What would settle it
Evaluating the full pipeline on a held-out scene collection where the scene coordinate regression outputs show average errors exceeding 10 cm and checking whether final PSNR drops below 25 dB would test the central claim.
Figures
read the original abstract
Per-scene 3D Gaussian Splatting (3DGS) enables high-fidelity rendering, but practical robotic and AR scene capture pipelines often depend on external geometric initialization (e.g., SfM point clouds or depth estimates), which can be slow and brittle in on-site deployment. We present ACEsplat, a fast per-scene optimization framework that reconstructs 3D Gaussian representations from RGB images and camera poses only, without requiring external 3D priors (e.g., precomputed SfM models or supervised depth maps). ACEsplat uses a two-stage pipeline: (1) a self-supervised scene coordinate regression (SCR) module builds an internal geometry prior within 4--5 minutes; (2) SCR features and coordinate priors are fused by a lightweight Gaussian initialization head, followed by per-scene 3DGS optimization. On static-view rendering, ACEsplat achieves 29.11 dB PSNR on Wayspots with real-time SLAM poses and 33.20 dB on Cambridge Landmarks with SfM-refined poses. On RealEstate10K sparse-view novel view synthesis, it achieves competitive image fidelity under a challenging 2-view setting. ACEsplat completes scene-specific SCR mapping and 3DGS reconstruction within 15--25 minutes on a single GPU, making it a practical RGB+pose-only solution for rapid scene setup in robotics and mixed-reality applications.
Editorial analysis
A structured set of objections, weighed in public.
Referee Report
Summary. The paper presents ACEsplat, a two-stage per-scene optimization framework for 3D Gaussian Splatting (3DGS) reconstruction from RGB images and camera poses only, without external 3D priors. Stage 1 employs a self-supervised scene coordinate regression (SCR) module to build an internal geometry prior in 4-5 minutes. Stage 2 fuses SCR features and coordinate priors via a lightweight Gaussian initialization head, followed by 3DGS optimization. Reported results include 29.11 dB PSNR on Wayspots (real-time SLAM poses), 33.20 dB on Cambridge Landmarks (SfM-refined poses), competitive performance on RealEstate10K under 2-view settings, and total runtime of 15-25 minutes on a single GPU.
Significance. If the central results hold, the work offers a practical advance for robotic and AR scene capture by removing dependence on slow or brittle external geometric initializations such as SfM point clouds or supervised depth. The concrete PSNR and timing numbers on standard benchmarks, combined with the RGB+pose-only constraint, position the method as a potential enabler for rapid on-site deployment.
minor comments (2)
- Abstract: the reported PSNR figures (29.11 dB, 33.20 dB) would be strengthened by inclusion of per-scene standard deviations or error bars to convey variability.
- The manuscript should provide explicit details on the self-supervised loss terms and training schedule of the SCR module (e.g., in the methods section) to support reproducibility of the geometry prior.

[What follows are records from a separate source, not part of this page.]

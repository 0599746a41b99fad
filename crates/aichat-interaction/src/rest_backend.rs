//! RestChatBackend - REST implementation of the chat backend contract.
//!
//! Endpoints are relative to the configured base URL:
//!
//! | Operation | Request |
//! |---|---|
//! | List conversations | GET `/conversations/` |
//! | List messages | GET `/messages/?conversation={id}` |
//! | Create conversation | POST `/conversations/` with `{}` |
//! | Send message | POST `/messages/` with `{content, conversation}` |
//! | Poll latest reply | GET `/conversations/{id}/latest-message/` |

use crate::config::ClientConfig;
use crate::credentials::{Anonymous, CredentialSource, SharedToken};
use aichat_core::backend::{ChatBackend, NewMessage, SendReply};
use aichat_core::conversation::{Conversation, ConversationId};
use aichat_core::error::NetworkError;
use aichat_core::message::Message;
use async_trait::async_trait;
use reqwest::header::{ACCEPT, AUTHORIZATION};
use reqwest::{Client, RequestBuilder, Response};
use serde::Deserialize;
use serde::de::DeserializeOwned;
use serde_json::Value;
use std::sync::Arc;
use std::time::Duration;

/// A message post answers with either one message or a list of them.
#[derive(Debug, Deserialize)]
#[serde(untagged)]
enum SendResponse {
    One(Message),
    Many(Vec<Message>),
}

impl From<SendResponse> for SendReply {
    fn from(response: SendResponse) -> Self {
        match response {
            SendResponse::One(message) => SendReply::Single(message),
            SendResponse::Many(messages) => SendReply::from_messages(messages),
        }
    }
}

/// Chat backend speaking the assistant's REST API.
#[derive(Clone)]
pub struct RestChatBackend {
    client: Client,
    base_url: String,
    credentials: Arc<dyn CredentialSource>,
    timeout: Duration,
}

impl RestChatBackend {
    /// Creates a backend for `base_url` (e.g. `http://host/aiassistant`).
    pub fn new(base_url: impl Into<String>, credentials: Arc<dyn CredentialSource>) -> Self {
        let base_url = base_url.into().trim_end_matches('/').to_string();
        Self {
            client: Client::new(),
            base_url,
            credentials,
            timeout: Duration::from_secs(crate::config::DEFAULT_TIMEOUT_SECS),
        }
    }

    /// Builds a backend from loaded configuration. A configured static token
    /// is used as the credential; otherwise requests are anonymous.
    pub fn from_config(config: &ClientConfig) -> Self {
        let credentials: Arc<dyn CredentialSource> = match &config.access_token {
            Some(token) => Arc::new(SharedToken::new(Some(token.clone()))),
            None => Arc::new(Anonymous),
        };
        Self::new(config.base_url(), credentials).with_timeout(config.request_timeout())
    }

    /// Sets the per-request timeout.
    pub fn with_timeout(mut self, timeout: Duration) -> Self {
        self.timeout = timeout;
        self
    }

    /// Uses a preconfigured reqwest client (proxies, TLS roots, ...).
    pub fn with_client(mut self, client: Client) -> Self {
        self.client = client;
        self
    }

    pub fn base_url(&self) -> &str {
        &self.base_url
    }

    fn url(&self, path: &str) -> String {
        format!("{}{}", self.base_url, path)
    }

    /// Attaches the Accept header and whatever credential is current.
    /// `Content-Type` comes from `RequestBuilder::json` on bodies.
    fn prepare(&self, request: RequestBuilder) -> RequestBuilder {
        let request = request
            .header(ACCEPT, "application/json")
            .timeout(self.timeout);

        match self.credentials.access_token() {
            Some(token) => request.header(AUTHORIZATION, format!("Bearer {}", token)),
            None => request,
        }
    }

    async fn execute(&self, request: RequestBuilder) -> Result<Response, NetworkError> {
        let response = self
            .prepare(request)
            .send()
            .await
            .map_err(|e| NetworkError::transport(e.to_string()))?;

        let status = response.status();
        if !status.is_success() {
            let body = response.text().await.unwrap_or_else(|_| "Unknown error".to_string());
            tracing::debug!(status = status.as_u16(), %body, "Backend rejected request");
            return Err(NetworkError::Status {
                status: status.as_u16(),
                body,
            });
        }

        Ok(response)
    }

    async fn json<T: DeserializeOwned>(&self, request: RequestBuilder) -> Result<T, NetworkError> {
        let response = self.execute(request).await?;
        let bytes = response
            .bytes()
            .await
            .map_err(|e| NetworkError::transport(e.to_string()))?;
        serde_json::from_slice(&bytes).map_err(NetworkError::from)
    }
}

#[async_trait]
impl ChatBackend for RestChatBackend {
    async fn list_conversations(&self) -> Result<Vec<Conversation>, NetworkError> {
        self.json(self.client.get(self.url("/conversations/"))).await
    }

    async fn list_messages(&self, conversation_id: ConversationId) -> Result<Vec<Message>, NetworkError> {
        let request = self
            .client
            .get(self.url("/messages/"))
            .query(&[("conversation", conversation_id.to_string())]);
        self.json(request).await
    }

    async fn create_conversation(&self) -> Result<Conversation, NetworkError> {
        let request = self
            .client
            .post(self.url("/conversations/"))
            .json(&serde_json::json!({}));
        let conversation: Conversation = self.json(request).await?;
        tracing::debug!(conversation = %conversation.id, "Backend created conversation");
        Ok(conversation)
    }

    async fn send_message(&self, message: &NewMessage) -> Result<SendReply, NetworkError> {
        let request = self.client.post(self.url("/messages/")).json(message);
        let response: SendResponse = self.json(request).await?;
        Ok(response.into())
    }

    async fn latest_message(&self, conversation_id: ConversationId) -> Result<Option<Message>, NetworkError> {
        let path = format!("/conversations/{}/latest-message/", conversation_id);
        let body: Value = self.json(self.client.get(self.url(&path))).await?;
        // An empty conversation serializes as null or as a blank message.
        match body {
            Value::Null => Ok(None),
            Value::Object(ref fields) if fields.get("created_at").is_none_or(Value::is_null) => Ok(None),
            body => serde_json::from_value(body).map(Some).map_err(NetworkError::from),
        }
    }
}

Simulated Author's Rebuttal
We sincerely thank the referee for their careful review and for recommending minor revision. We appreciate the positive evaluation of the significance of our work on ACEsplat for practical robotic and AR applications. The referee summary accurately describes the method and results. Since the report does not list any major comments, we have no specific rebuttals to provide. We will incorporate any minor comments into the revised manuscript.
Circularity Check
No significant circularity detected
full rationale
The paper presents a two-stage pipeline: self-supervised SCR from RGB+poses to build an internal geometry prior, followed by fusion into a Gaussian initialization head and 3DGS optimization. No equations, fitted parameters, or self-citations are quoted that reduce any claimed prediction or result to its inputs by construction. Reported PSNR and timing figures are empirical outcomes on external benchmarks (Wayspots, Cambridge Landmarks, RealEstate10K), not forced equivalences. The central claim remains independent of the input data by the paper's own description.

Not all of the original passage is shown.